Si la racine remontait au latin, elle prenait l'étymon et annonçait :

- Nous allons maintenant procéder à sa toilette.

En d'autres termes, le débarrasser de ses scories afin de bien placer l'accent tonique. Puis suivre son cordon ombilical pour parcourir, son après son, ses métamorphoses jusqu'au français moderne.

Sous les doigts, les lèvres de cette maîtresse-femme, les mots n'étaient pas de simples outils. Ils se changeaient en continents, civilisations, armées en marche, machines de guerre ou baumes pour l'âme.

Et par la chair du verbe, Madame Hassel devenait belle.

Nimbant le tableau noir, un halo flottait autour d'elle. Ses yeux ternes pétillaient derrière ses verres épais. Son visage large se parait de douceur, ses traits communs de grâce. La fougue l'animait, mettant du feu dans ses gestes, des trémolos dans sa voix.
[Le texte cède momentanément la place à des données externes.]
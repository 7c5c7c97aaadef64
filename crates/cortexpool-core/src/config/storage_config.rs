use serde::{Deserialize, Serialize};

/// Persistence adapter configuration (spec §6).
#[derive(Debug, Clone, Serialize, Deserialize)]
#[serde(default)]
pub struct StorageConfig {
    /// Path to the SQLite datafile; `:memory:` for an ephemeral store.
    pub path: String,
}

impl Default for StorageConfig {
    fn default() -> Self {
        Self {
            path: ":memory:".to_string(),
        }
    }
}
//! # cortexpool-entities
//!
//! Entity resolution (spec §4.2): exact / alias / fuzzy lookup, and entity
//! creation with alias accumulation and confidence blending.

use std::cmp::Ordering;
use std::collections::HashSet;
use std::sync::Arc;

use chrono::Utc;

use cortexpool_core::errors::CortexResult;
use cortexpool_core::ids::EntityId;
use cortexpool_core::models::{Entity, EntityType};
use cortexpool_core::traits::{EntityDraft, IPersistenceAdapter};
use cortexpool_similarity::{normalize, similarity};

/// A candidate duplicate-entity pair surfaced by `suggest_entity_merges`
/// (spec §4.2).
#[derive(Debug, Clone, PartialEq)]
pub struct MergeSuggestion {
    pub entity1: EntityId,
    pub entity2: EntityId,
    pub similarity: f64,
    pub reason: String,
}

/// Exact / alias / fuzzy entity lookup and creation (spec §4.2).
pub struct EntityResolver {
    adapter: Arc<dyn IPersistenceAdapter>,
}

impl EntityResolver {
    pub fn new(adapter: Arc<dyn IPersistenceAdapter>) -> Self {
        Self { adapter }
    }

    /// At most one entity, trying in order: exact canonical match, alias
    /// substring match, fuzzy match (threshold 0.8, ties broken by higher
    /// similarity then lower id).
    pub fn resolve_entity(&self, query: &str) -> CortexResult<Option<Entity>> {
        let canonical = normalize(query);

        if let Some(entity) = self.adapter.get_entity_by_canonical_name(&canonical)? {
            tracing::debug!(query, "resolved entity by exact canonical match");
            return Ok(Some(entity));
        }

        let entities = self.adapter.list_entities()?;

        if let Some(entity) = entities.iter().find(|e| {
            e.aliases
                .iter()
                .any(|alias| alias_matches(&canonical, alias))
        }) {
            tracing::debug!(query, "resolved entity by alias substring match");
            return Ok(Some(entity.clone()));
        }

        let mut fuzzy = self.rank_fuzzy(&entities, &canonical, 0.8);
        if let Some((entity, score)) = fuzzy.pop() {
            tracing::debug!(query, score, "resolved entity by fuzzy match");
            return Ok(Some(entity));
        }

        Ok(None)
    }

    /// Scan all entities, taking the max of similarity against the
    /// canonical name and every alias (normalized); keep those at or above
    /// `threshold`, sorted descending (spec §4.2 `findFuzzyMatches`).
    pub fn find_fuzzy_matches(&self, query: &str, threshold: f64) -> CortexResult<Vec<(Entity, f64)>> {
        let canonical = normalize(query);
        let entities = self.adapter.list_entities()?;
        let mut ranked = self.rank_fuzzy(&entities, &canonical, threshold);
        ranked.reverse(); // rank_fuzzy returns ascending (best last); callers want descending
        Ok(ranked)
    }

    /// Internal helper returning matches **ascending** by score (best last,
    /// ties broken by higher id last) so `resolve_entity` can `pop()` the
    /// single best match cheaply.
    fn rank_fuzzy(&self, entities: &[Entity], canonical: &str, threshold: f64) -> Vec<(Entity, f64)> {
        let mut scored: Vec<(Entity, f64)> = entities
            .iter()
            .filter_map(|e| {
                let mut best = similarity(canonical, &e.canonical_name);
                for alias in &e.aliases {
                    best = best.max(similarity(canonical, &normalize(alias)));
                }
                if best >= threshold {
                    Some((e.clone(), best))
                } else {
                    None
                }
            })
            .collect();

        // Descending by score, ties broken by lower id first — then reverse
        // so the ascending form used internally has the best match last.
        scored.sort_by(|a, b| {
            b.1.partial_cmp(&a.1)
                .unwrap_or(Ordering::Equal)
                .then_with(|| a.0.id.get().cmp(&b.0.id.get()))
        });
        scored.reverse();
        scored
    }

    /// Resolve-or-create: if an entity with the same canonical name exists,
    /// append the alias if novel and blend confidence as an arithmetic
    /// mean; type is never overwritten on re-observation. Otherwise insert
    /// a new entity (spec §4.2 `addEntity`).
    pub fn add_entity(&self, name: &str, entity_type: EntityType, confidence: f64) -> CortexResult<Entity> {
        let canonical = normalize(name);

        if let Some(mut existing) = self.adapter.get_entity_by_canonical_name(&canonical)? {
            if !existing.has_alias(name) {
                existing.aliases.push(name.to_string());
            }
            existing.confidence = (existing.confidence + confidence) / 2.0;
            self.adapter.update_entity(&existing)?;
            return Ok(existing);
        }

        let draft = EntityDraft {
            name: name.to_string(),
            canonical_name: canonical,
            entity_type,
            aliases: vec![name.to_string()],
            confidence,
        };
        self.adapter.insert_entity(draft, Utc::now())
    }

    /// O(N^2) pairwise pass over all entities, returning duplicate-merge
    /// suggestions (spec §4.2 `suggestEntityMerges`).
    pub fn suggest_entity_merges(&self, threshold: f64) -> CortexResult<Vec<MergeSuggestion>> {
        let entities = self.adapter.list_entities()?;
        let facts = self.adapter.list_facts()?;

        let mut suggestions = Vec::new();
        for i in 0..entities.len() {
            for j in (i + 1)..entities.len() {
                let (a, b) = (&entities[i], &entities[j]);
                let sim = similarity(&a.canonical_name, &b.canonical_name);
                if sim < threshold {
                    continue;
                }

                let preds_a: HashSet<&str> = facts
                    .iter()
                    .filter(|f| f.subject_id == a.id)
                    .map(|f| f.predicate.as_str())
                    .collect();
                let preds_b: HashSet<&str> = facts
                    .iter()
                    .filter(|f| f.subject_id == b.id)
                    .map(|f| f.predicate.as_str())
                    .collect();
                let shared: Vec<&str> = preds_a.intersection(&preds_b).copied().collect();

                let reason = if shared.is_empty() {
                    "High name similarity".to_string()
                } else {
                    let mut shared_sorted = shared;
                    shared_sorted.sort_unstable();
                    format!("Shared relationships: {}", shared_sorted.join(", "))
                };

                suggestions.push(MergeSuggestion {
                    entity1: a.id,
                    entity2: b.id,
                    similarity: sim,
                    reason,
                });
            }
        }
        Ok(suggestions)
    }
}

fn alias_matches(canonical_query: &str, alias: &str) -> bool {
    let alias_norm = normalize(alias);
    alias_norm.contains(canonical_query) || canonical_query.contains(&alias_norm)
}
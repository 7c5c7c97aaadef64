//! spec §4.9: episodic TTL eviction. Not part of `reflect()`'s phase
//! sequence — called explicitly (spec §9 leaves its scheduling to the
//! caller).

use chrono::Utc;

use cortexpool_core::errors::CortexResult;
use cortexpool_core::models::Tier;
use cortexpool_core::traits::IPersistenceAdapter;

/// Deletes every episodic fact with a non-null TTL that has elapsed.
/// Returns the number deleted.
pub fn cleanup_expired_episodic(adapter: &dyn IPersistenceAdapter) -> CortexResult<i64> {
    let now = Utc::now();
    let mut deleted = 0;

    for fact in adapter.list_facts()? {
        if fact.tier == Tier::Episodic && fact.is_expired(now) {
            adapter.delete_fact(fact.id)?;
            deleted += 1;
        }
    }

    Ok(deleted)
}

#[cfg(test)]
mod tests {
    use super::*;
    use cortexpool_core::models::EntityType;
    use cortexpool_core::traits::{EntityDraft, FactDraft};
    use cortexpool_storage::SqliteAdapter;

    #[test]
    fn elapsed_ttl_evicts_episodic_fact() {
        let adapter = SqliteAdapter::in_memory().unwrap();
        let now = Utc::now();
        let entity = adapter
            .insert_entity(
                EntityDraft {
                    name: "William".into(),
                    canonical_name: "william".into(),
                    entity_type: EntityType::Person,
                    aliases: vec!["William".into()],
                    confidence: 0.8,
                },
                now,
            )
            .unwrap();
        let fact = adapter
            .insert_fact(
                FactDraft {
                    subject_id: entity.id,
                    predicate: "mentioned".into(),
                    object_id: None,
                    content: "asked about the weather".into(),
                    tier: Tier::Episodic,
                    importance: 0.3,
                    confidence: 0.7,
                    source: "conversation".into(),
                    ttl_ms: Some(1),
                },
                now - chrono::Duration::seconds(10),
            )
            .unwrap();

        let deleted = cleanup_expired_episodic(&adapter).unwrap();
        assert_eq!(deleted, 1);
        assert!(adapter.get_fact(fact.id).unwrap().is_none());
    }
}
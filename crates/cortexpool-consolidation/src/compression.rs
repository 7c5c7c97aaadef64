//! spec §4.7 step 4: memory compression (similar-fact merging,
//! redundant-edge pruning, aged-fact summarization).

use std::collections::{HashMap, HashSet};

use chrono::Utc;

use cortexpool_core::config::ConsolidationConfig;
use cortexpool_core::errors::CortexResult;
use cortexpool_core::ids::{EntityId, FactId};
use cortexpool_core::models::Tier;
use cortexpool_core::traits::IPersistenceAdapter;
use cortexpool_similarity::similarity;

/// Runs all three compression sub-passes in order and returns the total
/// number of facts merged, pruned or summarized.
pub fn compress_memory(adapter: &dyn IPersistenceAdapter, config: &ConsolidationConfig) -> CortexResult<i64> {
    let merged = merge_similar_facts(adapter, config)?;
    let pruned = prune_redundant_edges(adapter)?;
    let summarized = summarize_aged_facts(adapter, config)?;
    Ok(merged + pruned + summarized)
}

/// Within the semantic tier, pairwise: if two facts share `(subject,
/// predicate)` and their content similarity exceeds the threshold, merge
/// into the lower-id fact and delete the other.
fn merge_similar_facts(adapter: &dyn IPersistenceAdapter, config: &ConsolidationConfig) -> CortexResult<i64> {
    let mut facts: Vec<_> = adapter
        .list_facts()?
        .into_iter()
        .filter(|f| f.tier == Tier::Semantic)
        .collect();
    facts.sort_by_key(|f| f.id.get());

    let mut deleted: HashSet<FactId> = HashSet::new();
    let mut merges = 0;

    for i in 0..facts.len() {
        if deleted.contains(&facts[i].id) {
            continue;
        }
        for j in (i + 1)..facts.len() {
            if deleted.contains(&facts[j].id) {
                continue;
            }
            let (lo, hi) = (&facts[i], &facts[j]);
            if lo.subject_id != hi.subject_id || lo.predicate != hi.predicate {
                continue;
            }
            if similarity(&lo.content, &hi.content) <= config.similar_fact_threshold {
                continue;
            }

            let mut survivor = facts[i].clone();
            survivor.confidence = (survivor.confidence + hi.confidence).min(1.0);
            survivor.importance = survivor.importance.max(hi.importance);
            survivor.use_count += hi.use_count;
            survivor.last_used = survivor.last_used.max(hi.last_used);
            adapter.update_fact(&survivor)?;
            facts[i] = survivor;

            adapter.delete_fact(hi.id)?;
            deleted.insert(hi.id);
            merges += 1;
        }
    }

    Ok(merges)
}

/// For every `(subject, predicate, object)` triple with a non-null object
/// appearing more than once, keep the row with max importance (ties broken
/// by max use count) and delete the rest.
fn prune_redundant_edges(adapter: &dyn IPersistenceAdapter) -> CortexResult<i64> {
    let facts = adapter.list_facts()?;
    let mut groups: HashMap<(EntityId, String, EntityId), Vec<_>> = HashMap::new();

    for fact in facts {
        if let Some(object_id) = fact.object_id {
            groups
                .entry((fact.subject_id, fact.predicate.clone(), object_id))
                .or_default()
                .push(fact);
        }
    }

    let mut pruned = 0;
    for (_, mut members) in groups {
        if members.len() < 2 {
            continue;
        }
        members.sort_by(|a, b| {
            b.importance
                .partial_cmp(&a.importance)
                .unwrap_or(std::cmp::Ordering::Equal)
                .then(b.use_count.cmp(&a.use_count))
        });
        for fact in &members[1..] {
            adapter.delete_fact(fact.id)?;
            pruned += 1;
        }
    }

    Ok(pruned)
}

/// For semantic facts old enough, important enough, used enough and long
/// enough, replace content with a fixed-length summary marker.
fn summarize_aged_facts(adapter: &dyn IPersistenceAdapter, config: &ConsolidationConfig) -> CortexResult<i64> {
    let now = Utc::now();
    let min_age = chrono::Duration::days(config.summarization_min_age_days);
    let mut summarized = 0;

    for mut fact in adapter.list_facts()? {
        if fact.tier != Tier::Semantic {
            continue;
        }
        if now - fact.created_at < min_age {
            continue;
        }
        if fact.importance <= config.summarization_min_importance {
            continue;
        }
        if fact.use_count <= config.summarization_min_use_count {
            continue;
        }
        if fact.content.len() < config.summarization_min_content_len {
            continue;
        }

        let prefix: String = fact.content.chars().take(config.summarization_prefix_len).collect();
        fact.content = format!("[Summarized: {prefix}...]");
        adapter.update_fact(&fact)?;
        summarized += 1;
    }

    Ok(summarized)
}

#[cfg(test)]
mod tests {
    use super::*;
    use cortexpool_core::models::EntityType;
    use cortexpool_core::traits::{EntityDraft, FactDraft};
    use cortexpool_storage::SqliteAdapter;

    fn seed_entity(adapter: &SqliteAdapter) -> cortexpool_core::ids::EntityId {
        adapter
            .insert_entity(
                EntityDraft {
                    name: "William".into(),
                    canonical_name: "william".into(),
                    entity_type: EntityType::Person,
                    aliases: vec!["William".into()],
                    confidence: 0.8,
                },
                Utc::now(),
            )
            .unwrap()
            .id
    }

    #[test]
    fn near_duplicate_semantic_facts_are_merged() {
        let adapter = SqliteAdapter::in_memory().unwrap();
        let subject = seed_entity(&adapter);
        let now = Utc::now();
        for content in ["likes the Rust programming language", "likes the Rust programming languag"] {
            adapter
                .insert_fact(
                    FactDraft {
                        subject_id: subject,
                        predicate: "prefers".into(),
                        object_id: None,
                        content: content.into(),
                        tier: Tier::Semantic,
                        importance: 0.6,
                        confidence: 0.5,
                        source: "conversation".into(),
                        ttl_ms: None,
                    },
                    now,
                )
                .unwrap();
        }

        let merged = merge_similar_facts(&adapter, &ConsolidationConfig::default()).unwrap();
        assert_eq!(merged, 1);
        assert_eq!(adapter.list_facts().unwrap().len(), 1);
    }

    #[test]
    fn redundant_edges_keep_only_highest_importance_row() {
        let adapter = SqliteAdapter::in_memory().unwrap();
        let subject = seed_entity(&adapter);
        let object = adapter
            .insert_entity(
                EntityDraft {
                    name: "Rust".into(),
                    canonical_name: "rust".into(),
                    entity_type: EntityType::Tool,
                    aliases: vec!["Rust".into()],
                    confidence: 0.8,
                },
                Utc::now(),
            )
            .unwrap()
            .id;
        let now = Utc::now();
        for importance in [0.2, 0.9] {
            adapter
                .insert_fact(
                    FactDraft {
                        subject_id: subject,
                        predicate: "uses".into(),
                        object_id: Some(object),
                        content: "uses Rust".into(),
                        tier: Tier::Semantic,
                        importance,
                        confidence: 0.5,
                        source: "conversation".into(),
                        ttl_ms: None,
                    },
                    now,
                )
                .unwrap();
        }

        let pruned = prune_redundant_edges(&adapter).unwrap();
        assert_eq!(pruned, 1);
        let remaining = adapter.list_facts().unwrap();
        assert_eq!(remaining.len(), 1);
        assert!((remaining[0].importance - 0.9).abs() < 1e-9);
    }
}
use chrono::{DateTime, Utc};
use serde::{Deserialize, Serialize};

/// One row appended after a `reflect()` run (spec §4.7 step 6).
#[derive(Debug, Clone, Serialize, Deserialize)]
pub struct ReflectionLogEntry {
    pub id: i64,
    pub ran_at: DateTime<Utc>,
    pub contradictions_found: i64,
    pub entities_merged: i64,
    pub facts_compressed: i64,
    /// Free-form phase-level detail (e.g. which phase failed and why),
    /// kept as JSON since the shape varies per phase (spec §7: each phase's
    /// failure is logged here rather than aborting the pass).
    pub details: serde_json::Value,
}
Cette année-là, Madame Hassel me légua sa passion.

 

Madame Hassel 3Quelques rentrées plus tard et je fus derrière le bureau. Me faisant face, quarante étudiants étonnés. Surpris qu'une femme si jeune enseignât une si vieille matière, et plus encore de son plein gré.

Le tendron à la place du barbon. Ils ne perdaient pas au change, je crois.

Je fis de mon mieux pour les intéresser. N'y arrivais pas toujours, parfois pas du tout. Avec certains, le seul désir ne suffit pas quand la matière est aride.

Je leur disais de prendre cette langue comme un jeu. De go, de poker ou d'échecs. Qu'ils s'y amuseraient eux aussi à condition d'en apprendre les règles. Alors la partie pourrait commencer. Et ils retireraient, promis, ce que l'on attend de tout jeu : du plaisir.

 

Souvent le fantôme de Madame Hassel me rendait visite en plein cours.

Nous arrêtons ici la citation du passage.